You could think “I don’t care, I’m going to drink, I’m going to enjoy it, I shall undo some buttons, stick two fingers up at Annie Deadman and worry about it in September”.

Or you could exercise some moderation (“how dull”) and take heed of the following:

1.  NEVER EVER drink on an empty stomach.  Kiss of death.   Do your best not to drink half the bottle while cooking dinner.  Instead slurp a hot herbal tea during prep, then pour your glass as your pile up your plate.  And pat yourself on the back for your iron willpower.

2.  Decide on your alcohol needs. 2 days a week? 4 days? And stick to it.

3.  Get some large, really large glasses and add ice. Yes, even with wine (ok, maybe not the 10 year old Burgundy) and get a diluted alcoholic hit, but a hit all the same.

4.  Spirits with a mixer last as long and are kinder to the fat stores.  A double shot of gin (50cl) is about 115 calories.  Pair with a low calorie mixer such as Fevertree (less sweet than some others).  Add mint, rosemary, lime to jazz it up.  (A chunk of pink grapefruit and a sprig of basil is my fave).
Vodka and diet coke is also kind-ish  (if you can stomach that with food, go for it) but the sweetness of the coke will mask the voddie.  And that would never do.

5.  One large glass of wine (250ml) is around 230 calories.  Two of those and you’ve eaten the same calorific value as a smoked salmon, avo salad with a jacket potato and a dash of mayo. That’s if we’re talking nutritional goodness, not sheer enjoyment and gay abandon.  Halve the wine and add glugs of sparkling water instead with lots of ice. Keeps you hydrated and helps you sleep better.  A calorie equivalent in beer might be two 330ml bottles of lager.

6.  If diluting with sparkling water is just too dull for words, then add low cal lemonade with lots of lime juice instead. Easy on the elderflower cordial too, it has a whopping sugar content.
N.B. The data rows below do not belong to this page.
//! Type definitions for subjects.
//!
//! A **subject** is one experiment container (one mouse imaged in one area
//! at one depth) together with its aligned ΔF/F tensor.

use std::fmt;
use std::path::{Path, PathBuf};

use ndarray::{s, Array4, ArrayView1};
use serde::{Deserialize, Serialize};

use crate::align::TrialWindow;
use crate::config::WindowSpec;
use crate::error::ValidationError;
use crate::source::{parse_cre_line, ContainerInfo, ExperimentSummary, SessionInfo};
use crate::types::{CellId, ContainerId, SessionId};

/// File extension of cached subject records.
pub const RECORD_EXTENSION: &str = "redb";

/// Cache address of a subject: container id, targeted area, imaging depth.
#[derive(Clone, Debug, PartialEq, Eq, PartialOrd, Ord, Hash, Serialize, Deserialize)]
pub struct SubjectKey {
    /// Experiment container id.
    pub container: ContainerId,
    /// Targeted brain area.
    pub area: String,
    /// Imaging depth in µm.
    pub depth: u32,
}

impl SubjectKey {
    /// Creates a key.
    pub fn new(container: ContainerId, area: impl Into<String>, depth: u32) -> Self {
        Self {
            container,
            area: area.into(),
            depth,
        }
    }

    /// Key of a container.
    pub fn from_container(container: &ContainerInfo) -> Self {
        Self::new(
            container.id,
            container.targeted_structure.clone(),
            container.imaging_depth,
        )
    }

    /// Key of the container a catalogue row belongs to.
    pub fn from_summary(summary: &ExperimentSummary) -> Self {
        Self::new(
            summary.container,
            summary.targeted_structure.clone(),
            summary.imaging_depth,
        )
    }

    /// Checks that the area can be used as a directory name.
    ///
    /// # Errors
    ///
    /// Returns `ValidationError` for an empty area or one containing path
    /// separators or `..`.
    pub fn validate(&self) -> Result<(), ValidationError> {
        if self.area.is_empty() {
            return Err(ValidationError::required_field("area"));
        }
        if self.area.contains(['/', '\\']) || self.area == "." || self.area == ".." {
            return Err(ValidationError::invalid_field(
                "area",
                format!("'{}' is not a valid directory name", self.area),
            ));
        }
        Ok(())
    }

    /// `<container>_<area>_<depth>.redb`
    pub fn file_name(&self) -> String {
        format!(
            "{}_{}_{}.{}",
            self.container, self.area, self.depth, RECORD_EXTENSION
        )
    }

    /// `<root>/<area>/<file_name>`
    pub fn path_in(&self, root: impl AsRef<Path>) -> PathBuf {
        root.as_ref().join(&self.area).join(self.file_name())
    }
}

impl fmt::Display for SubjectKey {
    fn fmt(&self, f: &mut fmt::Formatter<'_>) -> fmt::Result {
        write!(f, "{}_{}_{}", self.container, self.area, self.depth)
    }
}

/// Session metadata kept with a subject.
#[derive(Clone, Debug, PartialEq, Eq, Serialize, Deserialize)]
pub struct SessionRecord {
    /// Session id.
    pub id: SessionId,
    /// Age at acquisition, in days.
    pub acquisition_age_days: u32,
    /// Session protocol.
    pub session_type: String,
    /// Stimuli presented.
    pub stimuli: Vec<String>,
    /// Repeat boundaries of the aligned stimulus.
    pub trials: Vec<TrialWindow>,
}

impl SessionRecord {
    /// Combines session metadata with its extracted repeat boundaries.
    pub fn new(info: SessionInfo, trials: Vec<TrialWindow>) -> Self {
        Self {
            id: info.id,
            acquisition_age_days: info.acquisition_age_days,
            session_type: info.session_type,
            stimuli: info.stimuli,
            trials,
        }
    }
}

/// A subject and its aligned tensor.
///
/// Immutable once built or loaded: every field is read through an accessor.
///
/// # Axes
///
/// `dff()[[c, s, r, t]]` is sample `t` of repeat `r` in session `s` for cell
/// `cells()[c]`. Sessions are ordered by acquisition age, cells by id.
#[derive(Clone, Debug, PartialEq)]
pub struct Subject {
    container: ContainerInfo,
    stimulus: String,
    window: WindowSpec,
    sessions: Vec<SessionRecord>,
    cells: Vec<CellId>,
    dff: Array4<f32>,
}

impl Subject {
    /// Assembles a subject from its parts.
    ///
    /// Callers guarantee that the tensor shape matches the other fields;
    /// the cache decoder checks it before calling.
    pub(crate) fn from_parts(
        container: ContainerInfo,
        stimulus: String,
        window: WindowSpec,
        sessions: Vec<SessionRecord>,
        cells: Vec<CellId>,
        dff: Array4<f32>,
    ) -> Self {
        Self {
            container,
            stimulus,
            window,
            sessions,
            cells,
            dff,
        }
    }

    /// Cache key.
    pub fn key(&self) -> SubjectKey {
        SubjectKey::from_container(&self.container)
    }

    /// `Mouse_<container>_<area>_<depth>`
    pub fn name(&self) -> String {
        format!("Mouse_{}", self.key())
    }

    /// Container metadata.
    #[inline]
    pub fn container(&self) -> &ContainerInfo {
        &self.container
    }

    /// Container id.
    #[inline]
    pub fn container_id(&self) -> ContainerId {
        self.container.id
    }

    /// Targeted brain area.
    #[inline]
    pub fn targeted_structure(&self) -> &str {
        &self.container.targeted_structure
    }

    /// Imaging depth in µm.
    #[inline]
    pub fn imaging_depth(&self) -> u32 {
        self.container.imaging_depth
    }

    /// Cre driver line of the donor.
    pub fn cre_line(&self) -> Option<&str> {
        parse_cre_line(&self.container.specimen_name)
    }

    /// Stimulus the tensor was aligned to.
    #[inline]
    pub fn stimulus(&self) -> &str {
        &self.stimulus
    }

    /// Repeat count and window length used.
    #[inline]
    pub fn window_spec(&self) -> WindowSpec {
        self.window
    }

    /// Sessions in tensor order (ascending acquisition age).
    #[inline]
    pub fn sessions(&self) -> &[SessionRecord] {
        &self.sessions
    }

    /// Cell axis (ascending id).
    #[inline]
    pub fn cells(&self) -> &[CellId] {
        &self.cells
    }

    /// Aligned tensor, `[cell × session × repeat × sample]`.
    #[inline]
    pub fn dff(&self) -> &Array4<f32> {
        &self.dff
    }

    /// Consumes the subject, returning the tensor.
    pub fn into_dff(self) -> Array4<f32> {
        self.dff
    }

    /// Position of `cell` on the cell axis.
    pub fn cell_index(&self, cell: CellId) -> Option<usize> {
        self.cells.binary_search(&cell).ok()
    }

    /// Window of `cell` for `repeat` (1-based) of the session at
    /// `session_index`.
    pub fn trace(
        &self,
        cell: CellId,
        session_index: usize,
        repeat: usize,
    ) -> Option<ArrayView1<'_, f32>> {
        let c = self.cell_index(cell)?;
        if session_index >= self.sessions.len() || repeat == 0 || repeat > self.window.repeats {
            return None;
        }
        Some(self.dff.slice(s![c, session_index, repeat - 1, ..]))
    }
}

impl fmt::Display for Subject {
    fn fmt(&self, f: &mut fmt::Formatter<'_>) -> fmt::Result {
        f.write_str(&self.name())
    }
}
7.  If you can’t bear to water it down, and you want the real wine, the whole wine and nothing but the wine, then you’ll have to eat less during the day.  Not a very healthy tactic but it’ll lessen the damage over a two week holiday.

8.  Boost the calorie deficit by a doing a short but fabulous workout five days out of seven.  And I know a few of those! It doesn’t have to mean loads of cardio, you can do a 23 minute resistance training workout (I’m doing it as well). Or if high intensity is your middle name, then go for something like this 25 minute Lower Body and Core workout  .
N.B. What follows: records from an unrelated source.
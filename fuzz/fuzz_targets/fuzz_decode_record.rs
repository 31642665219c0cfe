#![no_main]

use std::collections::BTreeMap;

use bincode::Options;
use libfuzzer_sys::fuzz_target;
use ophys_tensor::storage::record::decode_subject;
use ophys_tensor::storage::schema::codec;
use ophys_tensor::storage::FieldValue;

// First byte splits the input into a bincode field map and a tensor payload.
fuzz_target!(|data: &[u8]| {
    let Some((&split, rest)) = data.split_first() else {
        return;
    };
    let split = (split as usize).min(rest.len());
    let (fields, payload) = rest.split_at(split);

    let Ok(fields) = codec().deserialize::<BTreeMap<String, FieldValue>>(fields) else {
        return;
    };
    if let Ok(subject) = decode_subject(fields, payload) {
        assert_eq!(subject.dff().len(), payload.len() / 4);
    }
});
9.  Be very strict about salty snacks. They’ll only make you drink more and are often loaded with calories. Try cornichons, olives, slices of serrano ham instead if you feel the urge to nibble as you drink.

10. Master some strategies for drinking less without your friends knowing.  Practise ‘pretend-pouring’ of the clear spirit (gin, vodka, white rum) into your mixer, Dilute your wine with tap water.  Douse that plant you’ve always hated with half of your fizz.  Feign stomach ache, head ache, a hangover (“I was soooooo, like, wasted yesterday”) and when the shots starting flowing, spit it into a glass of beer which you’re pretending is a chaser.

(And no, I’ve never done that in my life).

Drink wisely, drink safely this Summer.  Stay active, sociable and happy. Keep your marbles, your dignity and your shit firmly together.